A pilot proves that a capability can work in selected conditions. Production readiness asks whether people can trust, operate, support, and improve it under real conditions.
Purpose and ownership
- Is the business outcome and approved scope documented?
- Who owns the process, the technical service, and the risk decision?
- Who can pause or disable the workflow?
Data and knowledge
- Which sources may the solution access?
- Is the information current, authorised, and appropriately retained?
- Can an output link back to evidence where decisions require traceability?
Permissions and actions
- Which tools and records can the solution read or change?
- Are permissions limited to what the use case requires?
- Which actions require human approval?
Quality and evaluation
- Has the system been tested against normal, difficult, ambiguous, and adversarial cases?
- Are quality thresholds and escalation conditions defined?
- Can failures and inappropriate outputs be identified after launch?
Operations and recovery
- Are executions, errors, changes, and costs observable?

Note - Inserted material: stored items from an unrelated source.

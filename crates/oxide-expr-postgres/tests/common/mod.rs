#![allow(dead_code)]

use std::sync::Arc;

use oxide_expr_core::expr::{ColumnAssignmentExpr, ColumnExpr, ScalarExpr};
use oxide_expr_core::{Dialect, Error, FormatOptions, FormattedSql, SqlExpr, SqlType, SqlValue};
use oxide_expr_postgres::PostgresDialect;

pub fn render(expr: &SqlExpr) -> FormattedSql {
    PostgresDialect
        .format(expr, FormatOptions::default())
        .unwrap_or_else(|e| panic!("Failed to format: {expr:?}\nError: {e}"))
}

pub fn render_err(expr: &SqlExpr) -> Error {
    PostgresDialect
        .format(expr, FormatOptions::default())
        .expect_err("Expected formatting to fail")
}

pub fn text_col(name: &str) -> ScalarExpr {
    ScalarExpr::column(name, SqlType::Text)
}

pub fn text_arg(value: &str) -> ScalarExpr {
    ScalarExpr::argument(value, SqlType::Varchar(None))
}

pub fn column(name: &str) -> ColumnExpr {
    ColumnExpr::new(name, SqlType::Long)
}

pub fn assign(name: &str, value: i64) -> Arc<ColumnAssignmentExpr> {
    ColumnAssignmentExpr::new(column(name), ScalarExpr::argument(value, SqlType::Long))
}

pub fn values(out: &FormattedSql) -> Vec<SqlValue> {
    out.parameters.iter().map(|p| p.value.clone()).collect()
}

- Is there a safe fallback when a model, connection, or data source is unavailable?
- Do support teams have documentation and a recovery procedure?
People and change
- Do users understand what the system does, what it does not do, and when they remain accountable?
- Is feedback captured and reviewed?
- Are process measures reviewed alongside technical measures?
Governance should be proportional to the impact of the use case. The goal is not paperwork; it is clear authority and evidence that allow useful AI to scale responsibly.